- Task to carry out -
For the records below, the count of lines that hold "sequence" is required; give only that number.

- Extracted entries -
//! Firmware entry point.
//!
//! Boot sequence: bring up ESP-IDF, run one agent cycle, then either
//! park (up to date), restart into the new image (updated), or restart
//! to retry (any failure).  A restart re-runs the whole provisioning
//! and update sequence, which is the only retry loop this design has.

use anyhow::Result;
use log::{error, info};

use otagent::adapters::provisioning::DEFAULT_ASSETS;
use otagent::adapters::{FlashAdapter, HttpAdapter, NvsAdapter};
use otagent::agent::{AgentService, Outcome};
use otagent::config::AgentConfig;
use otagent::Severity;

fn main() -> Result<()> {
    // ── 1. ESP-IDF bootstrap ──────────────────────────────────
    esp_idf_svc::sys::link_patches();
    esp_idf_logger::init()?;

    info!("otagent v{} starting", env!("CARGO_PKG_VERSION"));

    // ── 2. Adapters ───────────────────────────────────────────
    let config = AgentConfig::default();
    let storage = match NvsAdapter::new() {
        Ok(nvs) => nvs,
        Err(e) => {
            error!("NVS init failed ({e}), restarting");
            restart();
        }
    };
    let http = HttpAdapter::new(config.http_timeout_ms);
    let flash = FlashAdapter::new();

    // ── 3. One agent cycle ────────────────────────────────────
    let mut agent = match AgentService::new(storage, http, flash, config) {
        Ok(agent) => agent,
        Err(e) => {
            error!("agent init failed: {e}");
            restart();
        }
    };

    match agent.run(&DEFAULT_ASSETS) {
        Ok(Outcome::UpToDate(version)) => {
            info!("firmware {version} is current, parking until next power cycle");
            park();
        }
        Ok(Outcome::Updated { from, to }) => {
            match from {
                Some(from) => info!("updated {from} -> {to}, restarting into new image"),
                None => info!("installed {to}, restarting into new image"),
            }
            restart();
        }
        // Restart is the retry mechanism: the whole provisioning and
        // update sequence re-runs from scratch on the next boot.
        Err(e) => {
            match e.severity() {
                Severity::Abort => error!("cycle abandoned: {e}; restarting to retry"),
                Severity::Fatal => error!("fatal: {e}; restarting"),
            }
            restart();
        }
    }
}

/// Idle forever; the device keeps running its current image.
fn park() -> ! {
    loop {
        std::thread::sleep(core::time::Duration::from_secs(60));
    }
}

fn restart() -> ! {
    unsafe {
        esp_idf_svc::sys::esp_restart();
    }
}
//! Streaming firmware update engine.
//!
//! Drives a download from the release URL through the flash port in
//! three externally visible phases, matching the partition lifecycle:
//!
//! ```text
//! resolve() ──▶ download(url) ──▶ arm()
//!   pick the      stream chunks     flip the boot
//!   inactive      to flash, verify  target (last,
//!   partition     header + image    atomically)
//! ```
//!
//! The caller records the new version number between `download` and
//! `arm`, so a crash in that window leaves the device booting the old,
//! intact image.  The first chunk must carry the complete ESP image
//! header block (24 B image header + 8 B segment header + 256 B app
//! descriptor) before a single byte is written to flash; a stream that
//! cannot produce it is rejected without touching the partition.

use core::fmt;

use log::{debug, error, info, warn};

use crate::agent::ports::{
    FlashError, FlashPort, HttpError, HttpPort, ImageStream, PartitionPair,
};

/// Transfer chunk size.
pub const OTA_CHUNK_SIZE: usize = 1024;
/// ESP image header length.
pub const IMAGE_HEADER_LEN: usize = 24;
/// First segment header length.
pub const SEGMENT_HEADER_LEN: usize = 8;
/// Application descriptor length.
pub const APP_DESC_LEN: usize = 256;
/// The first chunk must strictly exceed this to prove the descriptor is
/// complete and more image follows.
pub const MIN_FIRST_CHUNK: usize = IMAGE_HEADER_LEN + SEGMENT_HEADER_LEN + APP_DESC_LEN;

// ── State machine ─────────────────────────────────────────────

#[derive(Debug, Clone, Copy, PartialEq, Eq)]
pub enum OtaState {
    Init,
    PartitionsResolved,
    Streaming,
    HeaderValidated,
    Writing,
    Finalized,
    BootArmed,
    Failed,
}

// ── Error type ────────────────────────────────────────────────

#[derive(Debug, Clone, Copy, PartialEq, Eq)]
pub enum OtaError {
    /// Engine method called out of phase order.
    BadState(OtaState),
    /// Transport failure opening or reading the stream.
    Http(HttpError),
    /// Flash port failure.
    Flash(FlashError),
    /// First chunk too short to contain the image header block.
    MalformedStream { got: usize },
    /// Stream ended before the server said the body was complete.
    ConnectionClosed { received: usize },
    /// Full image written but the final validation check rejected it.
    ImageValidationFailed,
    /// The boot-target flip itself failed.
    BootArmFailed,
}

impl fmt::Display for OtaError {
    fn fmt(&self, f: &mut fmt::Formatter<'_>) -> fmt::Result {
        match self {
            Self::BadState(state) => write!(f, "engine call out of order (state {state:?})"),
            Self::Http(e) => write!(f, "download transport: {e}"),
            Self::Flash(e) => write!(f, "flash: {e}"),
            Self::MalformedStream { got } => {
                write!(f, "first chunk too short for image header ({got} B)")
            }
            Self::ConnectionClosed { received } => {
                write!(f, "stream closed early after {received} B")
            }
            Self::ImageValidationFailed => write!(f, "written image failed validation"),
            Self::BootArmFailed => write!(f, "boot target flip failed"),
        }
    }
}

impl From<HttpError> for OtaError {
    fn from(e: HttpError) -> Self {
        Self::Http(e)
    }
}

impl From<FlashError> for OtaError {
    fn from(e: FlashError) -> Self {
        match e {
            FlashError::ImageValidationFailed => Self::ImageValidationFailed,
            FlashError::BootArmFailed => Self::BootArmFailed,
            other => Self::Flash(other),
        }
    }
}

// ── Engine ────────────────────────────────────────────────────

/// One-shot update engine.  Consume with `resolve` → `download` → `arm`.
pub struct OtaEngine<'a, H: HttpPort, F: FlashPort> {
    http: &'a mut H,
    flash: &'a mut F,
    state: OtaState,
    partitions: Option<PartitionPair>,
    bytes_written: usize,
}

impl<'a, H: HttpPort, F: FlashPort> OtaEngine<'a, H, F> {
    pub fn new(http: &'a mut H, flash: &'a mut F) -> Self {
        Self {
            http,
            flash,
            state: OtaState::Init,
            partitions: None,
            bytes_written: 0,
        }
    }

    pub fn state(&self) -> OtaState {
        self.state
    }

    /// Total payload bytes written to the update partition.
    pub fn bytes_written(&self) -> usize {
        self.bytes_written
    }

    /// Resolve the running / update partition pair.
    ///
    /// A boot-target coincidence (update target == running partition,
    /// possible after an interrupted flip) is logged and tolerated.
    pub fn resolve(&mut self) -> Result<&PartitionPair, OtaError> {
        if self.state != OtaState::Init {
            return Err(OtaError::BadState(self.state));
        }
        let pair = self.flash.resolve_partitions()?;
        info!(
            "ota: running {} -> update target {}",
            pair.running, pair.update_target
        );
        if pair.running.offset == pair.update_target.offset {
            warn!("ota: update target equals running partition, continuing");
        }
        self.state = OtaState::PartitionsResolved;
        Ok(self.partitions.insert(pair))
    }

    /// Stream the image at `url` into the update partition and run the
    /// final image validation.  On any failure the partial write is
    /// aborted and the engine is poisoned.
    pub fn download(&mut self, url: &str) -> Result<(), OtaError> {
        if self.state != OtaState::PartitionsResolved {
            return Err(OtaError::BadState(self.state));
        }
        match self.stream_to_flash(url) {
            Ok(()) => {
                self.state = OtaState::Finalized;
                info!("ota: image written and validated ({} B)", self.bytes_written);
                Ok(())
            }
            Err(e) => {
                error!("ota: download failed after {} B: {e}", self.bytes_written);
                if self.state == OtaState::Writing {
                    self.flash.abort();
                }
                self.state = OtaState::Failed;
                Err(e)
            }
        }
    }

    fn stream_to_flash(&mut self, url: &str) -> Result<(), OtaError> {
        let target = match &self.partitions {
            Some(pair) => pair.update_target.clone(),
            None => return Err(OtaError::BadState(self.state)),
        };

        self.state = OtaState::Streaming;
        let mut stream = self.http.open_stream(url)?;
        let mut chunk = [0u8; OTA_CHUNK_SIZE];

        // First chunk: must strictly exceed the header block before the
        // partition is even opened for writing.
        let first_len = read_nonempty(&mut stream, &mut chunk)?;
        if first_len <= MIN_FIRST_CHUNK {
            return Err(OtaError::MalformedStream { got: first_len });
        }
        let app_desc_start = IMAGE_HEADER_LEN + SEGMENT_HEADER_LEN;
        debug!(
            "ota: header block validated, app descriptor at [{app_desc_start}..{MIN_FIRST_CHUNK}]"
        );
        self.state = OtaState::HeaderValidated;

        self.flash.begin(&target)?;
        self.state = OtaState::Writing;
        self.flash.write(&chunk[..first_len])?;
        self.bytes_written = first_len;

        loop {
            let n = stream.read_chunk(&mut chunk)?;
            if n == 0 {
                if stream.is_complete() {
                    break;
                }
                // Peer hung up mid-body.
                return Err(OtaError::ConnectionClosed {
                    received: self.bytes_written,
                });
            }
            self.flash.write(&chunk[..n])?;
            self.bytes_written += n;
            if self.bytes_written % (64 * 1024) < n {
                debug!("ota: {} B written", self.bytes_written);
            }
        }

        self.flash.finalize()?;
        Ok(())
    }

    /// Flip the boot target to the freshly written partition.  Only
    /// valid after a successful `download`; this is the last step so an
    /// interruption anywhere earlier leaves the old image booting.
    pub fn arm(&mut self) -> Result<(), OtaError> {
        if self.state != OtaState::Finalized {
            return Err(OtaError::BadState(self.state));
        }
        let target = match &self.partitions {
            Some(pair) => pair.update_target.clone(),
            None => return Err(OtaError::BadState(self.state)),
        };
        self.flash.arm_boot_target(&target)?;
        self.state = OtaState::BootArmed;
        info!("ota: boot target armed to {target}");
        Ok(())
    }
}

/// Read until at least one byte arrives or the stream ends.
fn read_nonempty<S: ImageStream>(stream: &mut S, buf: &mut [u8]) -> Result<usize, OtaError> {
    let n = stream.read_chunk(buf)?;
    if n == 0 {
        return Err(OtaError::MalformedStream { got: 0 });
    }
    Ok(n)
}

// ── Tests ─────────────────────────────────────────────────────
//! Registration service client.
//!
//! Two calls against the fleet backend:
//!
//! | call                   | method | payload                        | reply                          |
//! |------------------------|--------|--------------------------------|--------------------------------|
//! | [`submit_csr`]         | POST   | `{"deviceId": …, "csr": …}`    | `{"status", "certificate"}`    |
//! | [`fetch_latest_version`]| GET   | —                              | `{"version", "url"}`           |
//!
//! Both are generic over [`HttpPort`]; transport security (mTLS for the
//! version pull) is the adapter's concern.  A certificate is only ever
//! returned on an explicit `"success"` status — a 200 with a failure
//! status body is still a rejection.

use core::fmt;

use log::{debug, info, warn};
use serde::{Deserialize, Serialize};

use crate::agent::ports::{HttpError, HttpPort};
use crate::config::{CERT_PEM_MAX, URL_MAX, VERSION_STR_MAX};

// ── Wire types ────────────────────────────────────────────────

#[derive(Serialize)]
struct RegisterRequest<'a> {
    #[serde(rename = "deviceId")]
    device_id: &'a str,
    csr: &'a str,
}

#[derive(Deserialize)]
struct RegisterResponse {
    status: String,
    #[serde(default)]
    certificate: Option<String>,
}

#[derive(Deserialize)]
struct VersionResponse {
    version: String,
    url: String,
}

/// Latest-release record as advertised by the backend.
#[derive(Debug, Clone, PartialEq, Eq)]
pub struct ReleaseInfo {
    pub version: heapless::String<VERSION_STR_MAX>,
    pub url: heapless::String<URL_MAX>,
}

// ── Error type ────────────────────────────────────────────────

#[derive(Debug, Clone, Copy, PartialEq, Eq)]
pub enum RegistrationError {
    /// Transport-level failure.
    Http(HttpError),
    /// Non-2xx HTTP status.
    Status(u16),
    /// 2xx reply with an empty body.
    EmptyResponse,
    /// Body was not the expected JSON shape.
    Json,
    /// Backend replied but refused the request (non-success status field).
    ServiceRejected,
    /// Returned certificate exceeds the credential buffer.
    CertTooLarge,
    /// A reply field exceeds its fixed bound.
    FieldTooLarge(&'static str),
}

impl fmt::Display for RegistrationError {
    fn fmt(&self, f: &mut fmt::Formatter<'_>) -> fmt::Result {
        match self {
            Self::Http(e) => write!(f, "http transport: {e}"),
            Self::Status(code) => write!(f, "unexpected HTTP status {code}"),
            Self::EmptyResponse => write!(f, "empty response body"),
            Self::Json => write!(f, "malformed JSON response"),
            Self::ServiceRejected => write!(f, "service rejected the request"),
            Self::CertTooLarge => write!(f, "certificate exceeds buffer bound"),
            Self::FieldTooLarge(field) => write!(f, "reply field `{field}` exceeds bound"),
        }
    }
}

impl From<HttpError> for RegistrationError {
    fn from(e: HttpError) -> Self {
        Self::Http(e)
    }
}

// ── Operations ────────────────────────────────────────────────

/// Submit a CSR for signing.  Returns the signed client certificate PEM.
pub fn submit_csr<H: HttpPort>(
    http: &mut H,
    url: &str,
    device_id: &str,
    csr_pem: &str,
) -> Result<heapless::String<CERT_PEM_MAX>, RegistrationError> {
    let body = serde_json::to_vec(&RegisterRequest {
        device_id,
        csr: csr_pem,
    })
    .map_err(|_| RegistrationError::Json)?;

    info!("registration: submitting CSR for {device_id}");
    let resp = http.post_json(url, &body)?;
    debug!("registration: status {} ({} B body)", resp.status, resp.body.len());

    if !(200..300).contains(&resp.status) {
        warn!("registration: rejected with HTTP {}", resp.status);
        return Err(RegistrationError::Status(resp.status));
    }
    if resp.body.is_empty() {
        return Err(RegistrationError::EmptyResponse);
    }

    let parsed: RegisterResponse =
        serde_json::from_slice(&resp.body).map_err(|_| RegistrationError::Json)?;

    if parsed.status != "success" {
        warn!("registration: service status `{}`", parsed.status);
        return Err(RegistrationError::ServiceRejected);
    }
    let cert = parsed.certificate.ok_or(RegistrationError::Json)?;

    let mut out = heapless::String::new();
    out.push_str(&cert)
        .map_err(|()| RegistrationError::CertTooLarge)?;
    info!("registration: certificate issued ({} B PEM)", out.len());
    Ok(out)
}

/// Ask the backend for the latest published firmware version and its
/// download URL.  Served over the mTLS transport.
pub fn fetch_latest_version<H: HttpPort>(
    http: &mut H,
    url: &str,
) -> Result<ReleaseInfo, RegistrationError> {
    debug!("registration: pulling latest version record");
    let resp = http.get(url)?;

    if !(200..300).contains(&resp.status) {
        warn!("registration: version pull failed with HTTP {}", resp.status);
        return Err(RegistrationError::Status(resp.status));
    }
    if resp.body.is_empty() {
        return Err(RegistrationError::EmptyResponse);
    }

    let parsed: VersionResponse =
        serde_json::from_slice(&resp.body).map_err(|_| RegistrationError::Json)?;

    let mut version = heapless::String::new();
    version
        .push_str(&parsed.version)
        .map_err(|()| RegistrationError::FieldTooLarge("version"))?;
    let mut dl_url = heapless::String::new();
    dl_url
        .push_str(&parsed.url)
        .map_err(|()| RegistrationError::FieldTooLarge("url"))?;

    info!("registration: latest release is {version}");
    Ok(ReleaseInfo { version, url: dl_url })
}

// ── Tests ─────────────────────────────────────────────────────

--

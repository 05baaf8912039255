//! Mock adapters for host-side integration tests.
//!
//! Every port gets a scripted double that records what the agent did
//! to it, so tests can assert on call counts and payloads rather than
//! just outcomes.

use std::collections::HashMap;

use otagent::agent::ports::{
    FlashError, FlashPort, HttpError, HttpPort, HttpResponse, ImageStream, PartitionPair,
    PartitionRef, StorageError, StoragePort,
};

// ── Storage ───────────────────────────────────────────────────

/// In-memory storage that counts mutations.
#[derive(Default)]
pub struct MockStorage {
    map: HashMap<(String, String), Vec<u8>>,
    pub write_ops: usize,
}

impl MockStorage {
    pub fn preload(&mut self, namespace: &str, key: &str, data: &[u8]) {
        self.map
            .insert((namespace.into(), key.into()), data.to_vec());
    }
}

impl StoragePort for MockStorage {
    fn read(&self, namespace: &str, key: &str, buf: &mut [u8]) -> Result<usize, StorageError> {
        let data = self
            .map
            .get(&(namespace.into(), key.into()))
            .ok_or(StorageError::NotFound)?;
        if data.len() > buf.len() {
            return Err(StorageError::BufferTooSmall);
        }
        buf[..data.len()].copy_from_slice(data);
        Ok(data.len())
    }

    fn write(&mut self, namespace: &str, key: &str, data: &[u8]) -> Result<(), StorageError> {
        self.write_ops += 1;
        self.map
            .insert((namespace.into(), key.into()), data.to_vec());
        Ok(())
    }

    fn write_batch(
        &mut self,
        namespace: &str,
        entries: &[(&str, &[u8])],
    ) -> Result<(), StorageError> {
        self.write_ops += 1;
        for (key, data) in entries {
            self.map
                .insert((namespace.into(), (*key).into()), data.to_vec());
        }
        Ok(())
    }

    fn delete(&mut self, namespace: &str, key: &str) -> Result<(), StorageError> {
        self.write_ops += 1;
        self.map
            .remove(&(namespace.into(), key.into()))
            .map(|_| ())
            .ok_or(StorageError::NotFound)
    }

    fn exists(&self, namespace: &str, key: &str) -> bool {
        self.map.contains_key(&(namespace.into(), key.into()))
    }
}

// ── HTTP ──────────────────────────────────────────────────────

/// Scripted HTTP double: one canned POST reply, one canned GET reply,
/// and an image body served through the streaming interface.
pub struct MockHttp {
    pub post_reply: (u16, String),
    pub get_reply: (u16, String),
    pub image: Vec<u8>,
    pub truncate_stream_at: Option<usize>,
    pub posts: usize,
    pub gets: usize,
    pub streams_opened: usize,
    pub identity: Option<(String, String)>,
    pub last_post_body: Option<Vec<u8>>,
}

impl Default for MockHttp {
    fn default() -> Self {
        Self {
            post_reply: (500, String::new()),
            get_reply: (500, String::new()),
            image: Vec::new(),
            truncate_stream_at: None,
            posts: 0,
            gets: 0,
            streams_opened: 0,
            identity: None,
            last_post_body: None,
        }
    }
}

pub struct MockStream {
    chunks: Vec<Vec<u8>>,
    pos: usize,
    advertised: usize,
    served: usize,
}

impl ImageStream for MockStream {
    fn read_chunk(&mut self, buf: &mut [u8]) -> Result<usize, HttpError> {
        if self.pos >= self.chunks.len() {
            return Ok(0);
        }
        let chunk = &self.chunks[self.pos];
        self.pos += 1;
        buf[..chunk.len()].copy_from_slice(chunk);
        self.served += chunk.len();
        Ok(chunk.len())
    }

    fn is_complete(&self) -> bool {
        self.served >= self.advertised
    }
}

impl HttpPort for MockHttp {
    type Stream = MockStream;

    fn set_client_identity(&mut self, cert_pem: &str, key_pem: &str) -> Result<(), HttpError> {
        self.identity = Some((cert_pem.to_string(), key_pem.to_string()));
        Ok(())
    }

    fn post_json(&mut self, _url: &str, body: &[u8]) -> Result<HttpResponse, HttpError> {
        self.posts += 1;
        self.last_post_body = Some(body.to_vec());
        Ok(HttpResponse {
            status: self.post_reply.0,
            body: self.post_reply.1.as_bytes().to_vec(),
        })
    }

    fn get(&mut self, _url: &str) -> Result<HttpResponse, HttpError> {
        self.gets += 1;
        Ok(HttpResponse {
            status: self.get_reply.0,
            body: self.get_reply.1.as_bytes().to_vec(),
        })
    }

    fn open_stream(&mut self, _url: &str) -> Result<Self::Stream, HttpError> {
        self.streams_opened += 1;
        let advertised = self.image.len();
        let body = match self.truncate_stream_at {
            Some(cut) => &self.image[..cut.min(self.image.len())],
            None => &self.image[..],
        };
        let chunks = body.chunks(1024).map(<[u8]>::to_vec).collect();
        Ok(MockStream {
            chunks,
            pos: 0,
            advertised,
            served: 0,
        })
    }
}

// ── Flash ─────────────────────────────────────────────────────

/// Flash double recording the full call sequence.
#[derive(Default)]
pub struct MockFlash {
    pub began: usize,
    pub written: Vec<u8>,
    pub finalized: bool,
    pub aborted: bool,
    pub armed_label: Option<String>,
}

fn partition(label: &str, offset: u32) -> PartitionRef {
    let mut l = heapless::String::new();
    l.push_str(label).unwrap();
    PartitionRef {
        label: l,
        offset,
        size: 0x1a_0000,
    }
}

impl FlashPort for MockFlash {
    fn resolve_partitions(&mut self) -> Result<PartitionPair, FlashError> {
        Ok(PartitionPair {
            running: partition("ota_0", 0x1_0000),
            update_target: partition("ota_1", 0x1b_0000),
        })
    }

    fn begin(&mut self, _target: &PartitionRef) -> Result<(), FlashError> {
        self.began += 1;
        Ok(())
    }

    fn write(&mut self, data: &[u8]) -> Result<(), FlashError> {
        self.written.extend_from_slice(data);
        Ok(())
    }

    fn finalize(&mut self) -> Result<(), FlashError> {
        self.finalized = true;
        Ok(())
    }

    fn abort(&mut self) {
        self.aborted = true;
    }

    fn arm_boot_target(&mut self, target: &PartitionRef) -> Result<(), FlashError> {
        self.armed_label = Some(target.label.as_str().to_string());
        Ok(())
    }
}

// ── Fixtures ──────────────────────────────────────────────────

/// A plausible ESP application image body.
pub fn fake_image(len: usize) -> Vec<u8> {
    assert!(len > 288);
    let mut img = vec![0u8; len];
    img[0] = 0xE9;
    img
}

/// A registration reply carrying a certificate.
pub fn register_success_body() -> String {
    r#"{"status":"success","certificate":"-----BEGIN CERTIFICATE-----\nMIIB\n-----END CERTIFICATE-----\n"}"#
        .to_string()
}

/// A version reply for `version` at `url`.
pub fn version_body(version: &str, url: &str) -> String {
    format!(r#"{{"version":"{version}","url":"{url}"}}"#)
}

- Completed exercise -
4